*** Opening MATERIALS PROVIDED ***

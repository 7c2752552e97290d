//! Column kinds and per-kind formatting.
//!
//! The source of truth for how each semantic column type renders in the
//! UI (`format_value`), in compact contexts (`format_value_short`) and in
//! CSV exports (`format_for_csv`). Formatting is dispatched by matching on
//! `ColumnKind`, so the kind/decimals/shortening table is exhaustively
//! checked at compile time.

use chrono::{Duration, NaiveDate};
use serde::{Deserialize, Serialize};

use crate::spec::ColumnSpec;
use crate::value::CellValue;

/// The date that day offset `0` refers to. Daily variables using a custom
/// `zeroDay` are shifted onto this epoch at load time.
pub const EPOCH_DATE: &str = "2020-01-21";

/// The reference epoch as a date. `EPOCH_DATE` is a valid literal, so this
/// cannot fail.
pub fn epoch() -> NaiveDate {
    NaiveDate::parse_from_str(EPOCH_DATE, "%Y-%m-%d").unwrap_or_default()
}

/// Semantic column type.
#[derive(Debug, Clone, Copy, Default, PartialEq, Eq, Hash, Serialize, Deserialize)]
#[serde(rename_all = "camelCase")]
pub enum ColumnKind {
    /// Free text. The default for inferred columns.
    #[default]
    String,
    Categorical,
    Boolean,
    /// Calendar year; negative values are BCE.
    Year,
    /// Integer day offset from `EPOCH_DATE`.
    Day,
    /// Generic numeric with no further semantics.
    Numeric,
    Integer,
    Currency,
    Percentage,
    /// Value expressed 0-1, shown multiplied by 100.
    DecimalPercentage,
    Population,
    PopulationDensity,
    Age,
    Ratio,
}

impl ColumnKind {
    /// Whether this kind is a time axis.
    pub fn is_temporal(self) -> bool {
        matches!(self, ColumnKind::Year | ColumnKind::Day)
    }

    pub fn is_numeric(self) -> bool {
        matches!(
            self,
            ColumnKind::Numeric
                | ColumnKind::Integer
                | ColumnKind::Currency
                | ColumnKind::Percentage
                | ColumnKind::DecimalPercentage
                | ColumnKind::Population
                | ColumnKind::PopulationDensity
                | ColumnKind::Age
                | ColumnKind::Ratio
        )
    }

    /// Default decimal places for numeric kinds.
    fn decimal_places(self) -> usize {
        match self {
            ColumnKind::Age | ColumnKind::Ratio => 1,
            ColumnKind::Numeric => 2,
            _ => 0,
        }
    }

    /// Whether large values shorten with a number prefix (1.2k, 3.4M).
    fn shortens_with_prefix(self) -> bool {
        matches!(
            self,
            ColumnKind::Numeric | ColumnKind::Integer | ColumnKind::Population | ColumnKind::Ratio
        )
    }
}

/// Format a value for UI display: unit-aware rounding and prefixing.
///
/// Absent values render as the empty string in every kind; the check comes
/// before any numeric coercion so `NaN` never reaches the output.
pub fn format_value(kind: ColumnKind, value: Option<&CellValue>, spec: &ColumnSpec) -> String {
    let Some(value) = value else {
        return String::new();
    };
    match kind {
        ColumnKind::String | ColumnKind::Categorical | ColumnKind::Boolean => {
            value.to_display_string()
        }
        ColumnKind::Year => format_year(value, true),
        ColumnKind::Day => format_day(value, DayStyle::Full),
        _ => {
            let Some(num) = numeric_or_warn(kind, value) else {
                return value.to_display_string();
            };
            format_numeric(kind, num, spec)
        }
    }
}

/// Compact form: `display.numDecimalPlaces` honoured, no unit text, no
/// prefix shortening.
pub fn format_value_short(kind: ColumnKind, value: Option<&CellValue>, spec: &ColumnSpec) -> String {
    let Some(value) = value else {
        return String::new();
    };
    match kind {
        ColumnKind::String | ColumnKind::Categorical | ColumnKind::Boolean => {
            value.to_display_string()
        }
        ColumnKind::Year => format_year(value, true),
        ColumnKind::Day => format_day(value, DayStyle::Short),
        _ => {
            let Some(num) = numeric_or_warn(kind, value) else {
                return value.to_display_string();
            };
            let num = apply_conversion(kind, num, spec);
            let places = spec
                .display
                .as_ref()
                .and_then(|d| d.num_decimal_places)
                .map_or(kind.decimal_places(), |p| p.max(0) as usize);
            format!("{num:.places$}")
        }
    }
}

/// Export-safe form. Years drop the BCE suffix, days render as strict
/// `YYYY-MM-DD`, numerics stay raw so a re-import sees the same values.
pub fn format_for_csv(kind: ColumnKind, value: Option<&CellValue>) -> String {
    let Some(value) = value else {
        return String::new();
    };
    match kind {
        ColumnKind::Year => match value.as_f64() {
            Some(n) => format!("{}", n as i64),
            None => value.to_display_string(),
        },
        ColumnKind::Day => format_day(value, DayStyle::Csv),
        _ => value.to_display_string(),
    }
}

fn numeric_or_warn(kind: ColumnKind, value: &CellValue) -> Option<f64> {
    let num = value.as_f64();
    if num.is_none() {
        // Pre-existing data-quality gap: non-numeric values do reach
        // numeric formatter paths; the value passes through unformatted.
        tracing::warn!(?kind, ?value, "non-numeric value on numeric formatter path");
    }
    num
}

fn apply_conversion(kind: ColumnKind, num: f64, spec: &ColumnSpec) -> f64 {
    let factor = spec
        .display
        .as_ref()
        .and_then(|d| d.conversion_factor)
        .unwrap_or(1.0);
    let num = num * factor;
    if kind == ColumnKind::DecimalPercentage {
        num * 100.0
    } else {
        num
    }
}

fn format_numeric(kind: ColumnKind, num: f64, spec: &ColumnSpec) -> String {
    let num = apply_conversion(kind, num, spec);
    let places = kind.decimal_places();
    let body = if kind.shortens_with_prefix() && num.abs() >= 1000.0 {
        shorten_with_prefix(num)
    } else {
        format!("{num:.places$}")
    };
    match kind {
        ColumnKind::Currency => format!("${body}"),
        ColumnKind::Percentage | ColumnKind::DecimalPercentage => format!("{body}%"),
        ColumnKind::Numeric => match spec.effective_short_unit() {
            Some(unit) => format!("{body}{unit}"),
            None => body,
        },
        _ => body,
    }
}

/// Shorten a large number with an SI-style prefix: 1234 becomes `1.2k`,
/// 4.5e9 becomes `4.5B`.
fn shorten_with_prefix(num: f64) -> String {
    let (scale, suffix) = if num.abs() >= 1e12 {
        (1e12, "T")
    } else if num.abs() >= 1e9 {
        (1e9, "B")
    } else if num.abs() >= 1e6 {
        (1e6, "M")
    } else {
        (1e3, "k")
    };
    let scaled = num / scale;
    if scaled.abs() < 10.0 {
        let text = format!("{scaled:.1}");
        let text = text.strip_suffix(".0").unwrap_or(&text).to_string();
        format!("{text}{suffix}")
    } else {
        format!("{scaled:.0}{suffix}")
    }
}

fn format_year(value: &CellValue, bce_suffix: bool) -> String {
    let Some(num) = value.as_f64() else {
        return value.to_display_string();
    };
    let year = num as i64;
    if bce_suffix && year < 0 {
        format!("{} BCE", -year)
    } else {
        format!("{year}")
    }
}

#[derive(Clone, Copy)]
enum DayStyle {
    /// `Jan 21, 2020`
    Full,
    /// `Jan 21, '20`
    Short,
    /// `2020-01-21`
    Csv,
}

fn format_day(value: &CellValue, style: DayStyle) -> String {
    let Some(num) = value.as_f64() else {
        return value.to_display_string();
    };
    let date = epoch() + Duration::days(num as i64);
    match style {
        DayStyle::Full => date.format("%b %-d, %Y").to_string(),
        DayStyle::Short => date.format("%b %-d, '%y").to_string(),
        DayStyle::Csv => date.format("%Y-%m-%d").to_string(),
    }
}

*** Closing MATERIALS PROVIDED ***

TASK GOAL
The answer must be an exact reproduction of all the records.

RESPONSE TO THE EXERCISE
repository 7c2752552e97290d
//! Column kinds and per-kind formatting.
//!
//! The source of truth for how each semantic column type renders in the
//! UI (`format_value`), in compact contexts (`format_value_short`) and in
//! CSV exports (`format_for_csv`). Formatting is dispatched by matching on
//! `ColumnKind`, so the kind/decimals/shortening table is exhaustively
//! checked at compile time.

use chrono::{Duration, NaiveDate};
use serde::{Deserialize, Serialize};

use crate::spec::ColumnSpec;
use crate::value::CellValue;

/// The date that day offset `0` refers to. Daily variables using a custom
/// `zeroDay` are shifted onto this epoch at load time.
pub const EPOCH_DATE: &str = "2020-01-21";

/// The reference epoch as a date. `EPOCH_DATE` is a valid literal, so this
/// cannot fail.
pub fn epoch() -> NaiveDate {
    NaiveDate::parse_from_str(EPOCH_DATE, "%Y-%m-%d").unwrap_or_default()
}

/// Semantic column type.
#[derive(Debug, Clone, Copy, Default, PartialEq, Eq, Hash, Serialize, Deserialize)]
#[serde(rename_all = "camelCase")]
pub enum ColumnKind {
    /// Free text. The default for inferred columns.
    #[default]
    String,
    Categorical,
    Boolean,
    /// Calendar year; negative values are BCE.
    Year,
    /// Integer day offset from `EPOCH_DATE`.
    Day,
    /// Generic numeric with no further semantics.
    Numeric,
    Integer,
    Currency,
    Percentage,
    /// Value expressed 0-1, shown multiplied by 100.
    DecimalPercentage,
    Population,
    PopulationDensity,
    Age,
    Ratio,
}

impl ColumnKind {
    /// Whether this kind is a time axis.
    pub fn is_temporal(self) -> bool {
        matches!(self, ColumnKind::Year | ColumnKind::Day)
    }

    pub fn is_numeric(self) -> bool {
        matches!(
            self,
            ColumnKind::Numeric
                | ColumnKind::Integer
                | ColumnKind::Currency
                | ColumnKind::Percentage
                | ColumnKind::DecimalPercentage
                | ColumnKind::Population
                | ColumnKind::PopulationDensity
                | ColumnKind::Age
                | ColumnKind::Ratio
        )
    }

    /// Default decimal places for numeric kinds.
    fn decimal_places(self) -> usize {
        match self {
            ColumnKind::Age | ColumnKind::Ratio => 1,
            ColumnKind::Numeric => 2,
            _ => 0,
        }
    }

    /// Whether large values shorten with a number prefix (1.2k, 3.4M).
    fn shortens_with_prefix(self) -> bool {
        matches!(
            self,
            ColumnKind::Numeric | ColumnKind::Integer | ColumnKind::Population | ColumnKind::Ratio
        )
    }
}

/// Format a value for UI display: unit-aware rounding and prefixing.
///
/// Absent values render as the empty string in every kind; the check comes
/// before any numeric coercion so `NaN` never reaches the output.
pub fn format_value(kind: ColumnKind, value: Option<&CellValue>, spec: &ColumnSpec) -> String {
    let Some(value) = value else {
        return String::new();
    };
    match kind {
        ColumnKind::String | ColumnKind::Categorical | ColumnKind::Boolean => {
            value.to_display_string()
        }
        ColumnKind::Year => format_year(value, true),
        ColumnKind::Day => format_day(value, DayStyle::Full),
        _ => {
            let Some(num) = numeric_or_warn(kind, value) else {
                return value.to_display_string();
            };
            format_numeric(kind, num, spec)
        }
    }
}

/// Compact form: `display.numDecimalPlaces` honoured, no unit text, no
/// prefix shortening.
pub fn format_value_short(kind: ColumnKind, value: Option<&CellValue>, spec: &ColumnSpec) -> String {
    let Some(value) = value else {
        return String::new();
    };
    match kind {
        ColumnKind::String | ColumnKind::Categorical | ColumnKind::Boolean => {
            value.to_display_string()
        }
        ColumnKind::Year => format_year(value, true),
        ColumnKind::Day => format_day(value, DayStyle::Short),
        _ => {
            let Some(num) = numeric_or_warn(kind, value) else {
                return value.to_display_string();
            };
            let num = apply_conversion(kind, num, spec);
            let places = spec
                .display
                .as_ref()
                .and_then(|d| d.num_decimal_places)
                .map_or(kind.decimal_places(), |p| p.max(0) as usize);
            format!("{num:.places$}")
        }
    }
}

/// Export-safe form. Years drop the BCE suffix, days render as strict
/// `YYYY-MM-DD`, numerics stay raw so a re-import sees the same values.
pub fn format_for_csv(kind: ColumnKind, value: Option<&CellValue>) -> String {
    let Some(value) = value else {
        return String::new();
    };
    match kind {
        ColumnKind::Year => match value.as_f64() {
            Some(n) => format!("{}", n as i64),
            None => value.to_display_string(),
        },
        ColumnKind::Day => format_day(value, DayStyle::Csv),
        _ => value.to_display_string(),
    }
}

fn numeric_or_warn(kind: ColumnKind, value: &CellValue) -> Option<f64> {
    let num = value.as_f64();
    if num.is_none() {
        // Pre-existing data-quality gap: non-numeric values do reach
        // numeric formatter paths; the value passes through unformatted.
        tracing::warn!(?kind, ?value, "non-numeric value on numeric formatter path");
    }
    num
}

fn apply_conversion(kind: ColumnKind, num: f64, spec: &ColumnSpec) -> f64 {
    let factor = spec
        .display
        .as_ref()
        .and_then(|d| d.conversion_factor)
        .unwrap_or(1.0);
    let num = num * factor;
    if kind == ColumnKind::DecimalPercentage {
        num * 100.0
    } else {
        num
    }
}

fn format_numeric(kind: ColumnKind, num: f64, spec: &ColumnSpec) -> String {
    let num = apply_conversion(kind, num, spec);
    let places = kind.decimal_places();
    let body = if kind.shortens_with_prefix() && num.abs() >= 1000.0 {
        shorten_with_prefix(num)
    } else {
        format!("{num:.places$}")
    };
    match kind {
        ColumnKind::Currency => format!("${body}"),
        ColumnKind::Percentage | ColumnKind::DecimalPercentage => format!("{body}%"),
        ColumnKind::Numeric => match spec.effective_short_unit() {
            Some(unit) => format!("{body}{unit}"),
            None => body,
        },
        _ => body,
    }
}

/// Shorten a large number with an SI-style prefix: 1234 becomes `1.2k`,
/// 4.5e9 becomes `4.5B`.
fn shorten_with_prefix(num: f64) -> String {
    let (scale, suffix) = if num.abs() >= 1e12 {
        (1e12, "T")
    } else if num.abs() >= 1e9 {
        (1e9, "B")
    } else if num.abs() >= 1e6 {
        (1e6, "M")
    } else {
        (1e3, "k")
    };
    let scaled = num / scale;
    if scaled.abs() < 10.0 {
        let text = format!("{scaled:.1}");
        let text = text.strip_suffix(".0").unwrap_or(&text).to_string();
        format!("{text}{suffix}")
    } else {
        format!("{scaled:.0}{suffix}")
    }
}

fn format_year(value: &CellValue, bce_suffix: bool) -> String {
    let Some(num) = value.as_f64() else {
        return value.to_display_string();
    };
    let year = num as i64;
    if bce_suffix && year < 0 {
        format!("{} BCE", -year)
    } else {
        format!("{year}")
    }
}

#[derive(Clone, Copy)]
enum DayStyle {
    /// `Jan 21, 2020`
    Full,
    /// `Jan 21, '20`
    Short,
    /// `2020-01-21`
    Csv,
}

fn format_day(value: &CellValue, style: DayStyle) -> String {
    let Some(num) = value.as_f64() else {
        return value.to_display_string();
    };
    let date = epoch() + Duration::days(num as i64);
    match style {
        DayStyle::Full => date.format("%b %-d, %Y").to_string(),
        DayStyle::Short => date.format("%b %-d, '%y").to_string(),
        DayStyle::Csv => date.format("%Y-%m-%d").to_string(),
    }
}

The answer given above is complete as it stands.